Tue, Oct 13 2009, 13:15 GMT
by Mike Paulenoff, Jack Steiman, Harry Boxer
We hit 1080 weeks ago and then pulled back strongly only to blast back up and hit 1080 yet again on Monday. We pulled off that again quite sharply intraday but saw the S&P 500 hold very well overall into the close with a finish at 1076.
We've been grinding our way through the 1060 to 1080 gap day-by-day here with the bears able to hold the bulls off but not able to take the market down with any force.
We are in a rising wedge pattern across the board. Higher highs and higher lows, which on the surface seems great. The problem here is the length of time, meaning the wedge is expanding and the divergences on each new high are actually worsening. The rubber band will snap. However, you can't short in anticipation of it -- you have to see the reversal first or at least wait for the top of the wedge to be hit again near 10,100.
You notice how tough it's been for the bulls to take out 1080 for the past month or so. It keeps getting near 1080 and falling back. The grind back up then ensues once again but there's no denying it is a grind and not a fluid push up. This is being caused by those awful negative divergences on the daily charts. It's keeping the big money on the sidelines. If you look at the Nasdaq, Dow and S&P 500 along with just about every other index chart, the nasty divergences are easy to see. Stocks like Apple Inc. (AAPL) and other big- cap technology stocks have joined these index plays with poor divergences on their daily charts.
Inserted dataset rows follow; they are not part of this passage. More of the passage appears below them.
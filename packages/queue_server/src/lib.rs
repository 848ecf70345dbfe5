//! Parent-teacher conference queue server.
//!
//! One authoritative queue per teacher, each owned by its own actor, shared
//! with every viewer of that teacher's room over a WebSocket channel. The
//! [`client`] module holds the viewer side: optimistic promotion with a
//! cancellable confirmation delay, reconnect, and teacher actions.

use axum::{
    Router,
    routing::{delete, get, post},
};
use std::sync::Arc;
use tower_http::cors::CorsLayer;
use tower_http::trace::{MakeSpan, TraceLayer};
use uuid::Uuid;

pub mod cli;
pub mod client;
pub mod config;
pub mod error;
pub mod handlers;
pub mod metrics;
pub mod queue_actor;
pub mod queue_registry;
pub mod seed;
pub mod teacher_actions;
pub mod ws;

#[cfg(test)]
pub(crate) mod test_helpers;

use crate::config::ServerConfig;
use crate::metrics::ServerMetrics;
use crate::queue_registry::QueueRegistry;

#[derive(Clone)]
pub struct AppState {
    pub registry: Arc<QueueRegistry>,
    pub metrics: Arc<ServerMetrics>,
    pub server_config: Arc<ServerConfig>,
}

/// Custom span maker that adds a unique request ID to each incoming request
#[derive(Clone)]
struct RequestIdMakeSpan;

impl<B> MakeSpan<B> for RequestIdMakeSpan {
    fn make_span(&mut self, request: &axum::http::Request<B>) -> tracing::Span {
        let request_id = Uuid::new_v4().to_string();
        tracing::info_span!(
            "request",
            method = %request.method(),
            uri = %request.uri(),
            request_id = %request_id,
        )
    }
}

pub fn build_router(state: AppState) -> Router {
    Router::new()
        .route("/api/ws", get(handlers::queue_websocket_handler))
        .route("/api/queues", get(handlers::list_queues))
        .route("/api/queues/{teacher_id}", get(handlers::get_queue))
        .route(
            "/api/queues/{teacher_id}/complete",
            post(handlers::complete_current),
        )
        .route("/api/queues/{teacher_id}/skip", post(handlers::skip_current))
        .route(
            "/api/queues/{teacher_id}/entries",
            post(handlers::enqueue_entry),
        )
        .route(
            "/api/queues/{teacher_id}/entries/{entry_id}",
            delete(handlers::remove_entry),
        )
        .route(
            "/api/queues/{teacher_id}/entries/{entry_id}/position",
            get(handlers::entry_position),
        )
        .route("/health", get(handlers::health_handler))
        .route("/health/live", get(handlers::health_live_handler))
        .route("/health/ready", get(handlers::health_ready_handler))
        .route("/metrics", get(handlers::metrics_handler))
        .with_state(state)
        .layer(TraceLayer::new_for_http().make_span_with(RequestIdMakeSpan))
        .layer(CorsLayer::permissive())
}
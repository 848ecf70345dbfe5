//! Viewer side of the queue channel.
//!
//! - `timer`: the cancellable confirmation delay
//! - `promoter`: optimistic promotion wired to a real clock
//! - `session`: WebSocket connection, reconnect and teacher commands

pub mod promoter;
pub mod session;
pub mod timer;

pub use promoter::PromotionDriver;
pub use session::{
    ActionCooldown, Backoff, ConnectionStatus, SessionCommand, SessionError, SessionEvent,
    run_watch_session,
};
pub use timer::{ConfirmationTimer, TimerFired};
The bad divergences aren't only on the MACD's but that is being joined by its brother or sister oscillators in the RSI and Stochastics. When you get these three oscillators diverging negative together, you need to respect what's possible once that kicks in.
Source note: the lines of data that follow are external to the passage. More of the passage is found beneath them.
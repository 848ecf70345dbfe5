//! WebSocket Protocol Types
//!
//! Message types exchanged over the room-scoped queue channel.

use serde::{Deserialize, Serialize};

use conference_queue::{EntryId, QueueEntry, QueueError, QueueStats, TeacherId};

use crate::teacher_actions::TeacherAction;

/// Messages sent FROM the client TO the server
#[derive(Debug, Clone, PartialEq, Eq, Serialize, Deserialize)]
#[serde(tag = "type")]
pub enum ClientMessage {
    /// Subscribe to a teacher's queue. Joining another room leaves the old one.
    JoinRoom { teacher_id: TeacherId },

    LeaveRoom,

    /// Finish the current party. `entry_id` is the party the teacher saw as
    /// current; the action is refused if the queue has moved on.
    Complete {
        teacher_id: TeacherId,
        #[serde(default, skip_serializing_if = "Option::is_none")]
        entry_id: Option<EntryId>,
    },

    /// Send the current party back to wait behind the next one.
    Skip {
        teacher_id: TeacherId,
        #[serde(default, skip_serializing_if = "Option::is_none")]
        entry_id: Option<EntryId>,
    },

    /// Commit an optimistic promotion.
    ConfirmPromotion {
        teacher_id: TeacherId,
        entry_id: EntryId,
    },

    Heartbeat,
}

/// Messages sent FROM the server TO the client
#[derive(Debug, Clone, PartialEq, Eq, Serialize, Deserialize)]
#[serde(tag = "type")]
pub enum ServerMessage {
    /// Full authoritative queue. Replaces whatever the client holds.
    QueueSnapshot {
        teacher_id: TeacherId,
        queue: Vec<QueueEntry>,
        /// Increases by one per committed mutation of this queue
        version: u64,
        stats: QueueStats,
    },

    /// A confirm request failed validation. Sent to the whole room.
    PromotionRejected {
        teacher_id: TeacherId,
        #[serde(default, skip_serializing_if = "Option::is_none")]
        entry_id: Option<EntryId>,
        reason: String,
    },

    /// A teacher action was refused. Sent only to the requesting connection.
    ActionRejected {
        teacher_id: TeacherId,
        action: TeacherAction,
        reason: String,
        message: String,
        /// True for an empty or idle queue: show a notice, not an error.
        nothing_to_do: bool,
    },

    HeartbeatAck {
        server_time: String,
    },

    Error {
        #[serde(default, skip_serializing_if = "Option::is_none")]
        teacher_id: Option<TeacherId>,
        message: String,
    },
}

impl ServerMessage {
    pub fn promotion_rejected(teacher_id: TeacherId, entry_id: EntryId, err: &QueueError) -> Self {
        Self::PromotionRejected {
            teacher_id,
            entry_id: Some(entry_id),
            reason: err.reason_code().to_string(),
        }
    }

    pub fn action_rejected(teacher_id: TeacherId, action: TeacherAction, err: &QueueError) -> Self {
        Self::ActionRejected {
            teacher_id,
            action,
            reason: err.reason_code().to_string(),
            message: err.to_string(),
            nothing_to_do: err.is_nothing_to_do(),
        }
    }

    /// Room this message belongs to, if any.
    pub fn teacher_id(&self) -> Option<&TeacherId> {
        match self {
            Self::QueueSnapshot { teacher_id, .. }
            | Self::PromotionRejected { teacher_id, .. }
            | Self::ActionRejected { teacher_id, .. } => Some(teacher_id),
            Self::Error { teacher_id, .. } => teacher_id.as_ref(),
            Self::HeartbeatAck { .. } => None,
        }
    }
}
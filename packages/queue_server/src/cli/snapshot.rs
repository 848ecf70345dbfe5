use anyhow::{Context, Result, bail};

use conference_queue::TeacherId;

use crate::config::ClientConfig;
use crate::handlers::queues::QueueResponse;
use crate::queue_registry::QueueSummary;

pub async fn fetch_queue(config: &ClientConfig, teacher_id: &TeacherId) -> Result<QueueResponse> {
    let url = format!("{}/api/queues/{}", config.server_url, teacher_id);
    let resp = reqwest::get(&url)
        .await
        .with_context(|| format!("Failed to reach {}", config.server_url))?;
    if resp.status() == reqwest::StatusCode::NOT_FOUND {
        bail!("No queue for teacher '{}'", teacher_id);
    }
    let resp = resp.error_for_status()?;
    Ok(resp.json().await?)
}

pub async fn fetch_queue_list(config: &ClientConfig) -> Result<Vec<QueueSummary>> {
    let url = format!("{}/api/queues", config.server_url);
    let resp = reqwest::get(&url)
        .await
        .with_context(|| format!("Failed to reach {}", config.server_url))?
        .error_for_status()?;
    Ok(resp.json().await?)
}

/// `ptc snapshot`: one teacher's queue, or every queue when no teacher is given.
pub async fn snapshot_command(
    config: &ClientConfig,
    teacher_id: Option<TeacherId>,
    json: bool,
) -> Result<()> {
    match teacher_id {
        Some(teacher_id) => {
            let queue = fetch_queue(config, &teacher_id).await?;
            if json {
                println!("{}", serde_json::to_string_pretty(&queue)?);
            } else {
                println!("{} (version {})", queue.name, queue.version);
                print!("{}", queue.view);
            }
        }
        None => {
            let queues = fetch_queue_list(config).await?;
            if json {
                println!("{}", serde_json::to_string_pretty(&queues)?);
            } else if queues.is_empty() {
                println!("No teachers on the roster");
            } else {
                print!("{}", format_queue_list(&queues));
            }
        }
    }
    Ok(())
}

fn format_queue_list(queues: &[QueueSummary]) -> String {
    let id_width = queues
        .iter()
        .map(|q| q.teacher_id.as_str().len())
        .max()
        .unwrap_or(0)
        .max("ID".len());
    let mut out = format!("{:<id_width$}  {:<24}  {:>7}  NOW MEETING\n", "ID", "NAME", "WAITING");
    for q in queues {
        let current = q.current.as_ref().map(|id| id.as_str()).unwrap_or("-");
        out.push_str(&format!(
            "{:<id_width$}  {:<24}  {:>7}  {}\n",
            q.teacher_id.as_str(),
            q.name,
            q.waiting,
            current
        ));
    }
    out
}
When the market does top here you should expect a pullback of greater magnitude than we have seen lately. There are a plethora of company's reporting their earnings that really matter to the street. Google, Inc. (GOOG), Goldman Sachs Group (GS), International Business Machines Corp.
(IBM), and Citigroup, Inc. (C), all on Thursday alone. Four giants. Is the market waiting for that particular day? Or will it be enough to hear what INTC has to say tomorrow evening?
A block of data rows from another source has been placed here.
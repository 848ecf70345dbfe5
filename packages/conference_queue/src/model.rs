use serde::{Deserialize, Serialize};
use std::fmt;

/// Stable identifier of a queued party. Survives reordering.
#[derive(Debug, Clone, PartialEq, Eq, Hash, PartialOrd, Ord, Serialize, Deserialize)]
#[serde(transparent)]
pub struct EntryId(String);

impl EntryId {
    pub fn new(id: impl Into<String>) -> Self {
        Self(id.into())
    }

    pub fn as_str(&self) -> &str {
        &self.0
    }
}

impl fmt::Display for EntryId {
    fn fmt(&self, f: &mut fmt::Formatter<'_>) -> fmt::Result {
        f.write_str(&self.0)
    }
}

impl From<&str> for EntryId {
    fn from(s: &str) -> Self {
        Self(s.to_string())
    }
}

impl From<String> for EntryId {
    fn from(s: String) -> Self {
        Self(s)
    }
}

/// Key of a teacher's queue (and of its real-time room).
#[derive(Debug, Clone, PartialEq, Eq, Hash, PartialOrd, Ord, Serialize, Deserialize)]
#[serde(transparent)]
pub struct TeacherId(String);

impl TeacherId {
    pub fn new(id: impl Into<String>) -> Self {
        Self(id.into())
    }

    pub fn as_str(&self) -> &str {
        &self.0
    }
}

impl fmt::Display for TeacherId {
    fn fmt(&self, f: &mut fmt::Formatter<'_>) -> fmt::Result {
        f.write_str(&self.0)
    }
}

impl From<&str> for TeacherId {
    fn from(s: &str) -> Self {
        Self(s.to_string())
    }
}

impl From<String> for TeacherId {
    fn from(s: String) -> Self {
        Self(s)
    }
}

#[derive(Debug, Clone, Copy, PartialEq, Eq, Hash, Serialize, Deserialize)]
#[serde(rename_all = "lowercase")]
pub enum EntryStatus {
    Waiting,
    Current,
    Completed,
    Skipped,
}

impl EntryStatus {
    pub fn as_str(&self) -> &'static str {
        match self {
            Self::Waiting => "waiting",
            Self::Current => "current",
            Self::Completed => "completed",
            Self::Skipped => "skipped",
        }
    }
}

impl fmt::Display for EntryStatus {
    fn fmt(&self, f: &mut fmt::Formatter<'_>) -> fmt::Result {
        f.write_str(self.as_str())
    }
}

/// One parent party in a teacher's queue.
#[derive(Debug, Clone, PartialEq, Eq, Serialize, Deserialize)]
pub struct QueueEntry {
    pub id: EntryId,
    #[serde(rename = "displayName", alias = "display_name")]
    pub display_name: String,
    pub status: EntryStatus,
}

impl QueueEntry {
    pub fn new(id: impl Into<EntryId>, display_name: impl Into<String>, status: EntryStatus) -> Self {
        Self {
            id: id.into(),
            display_name: display_name.into(),
            status,
        }
    }

    pub fn waiting(id: impl Into<EntryId>, display_name: impl Into<String>) -> Self {
        Self::new(id, display_name, EntryStatus::Waiting)
    }

    pub fn current(id: impl Into<EntryId>, display_name: impl Into<String>) -> Self {
        Self::new(id, display_name, EntryStatus::Current)
    }

    pub fn is_current(&self) -> bool {
        self.status == EntryStatus::Current
    }

    pub fn is_waiting(&self) -> bool {
        self.status == EntryStatus::Waiting
    }

    pub(crate) fn with_status(&self, status: EntryStatus) -> Self {
        Self {
            status,
            ..self.clone()
        }
    }
}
We'll know soon enough won't we. This week should tell the tale folks. With 1125 being roughly the 50% retrace off the March lows from the 1576 highs on the S&P 500, that's always possible and lines up near the top of the rising wedge. It may never get there, for if the earnings aren't stellar, we'll see some intense selling without ever really clearing 1080 with any power. Breaching it is always possible. The key is taking it out and exploding.
The Brazilian stock market has rocketed since November 2008 -- to the tune of 176% off of the 26.64 low in the iShares MSCI Brazil ETF (EWZ). Brazilian fundamentals have improved significantly in the past couple of years (the opposite of the U.S.), which has attracted capital to that country. The discovery of huge oil deposits off the coast also has reinforced Brazil's fiscal, monetary and trade position globally.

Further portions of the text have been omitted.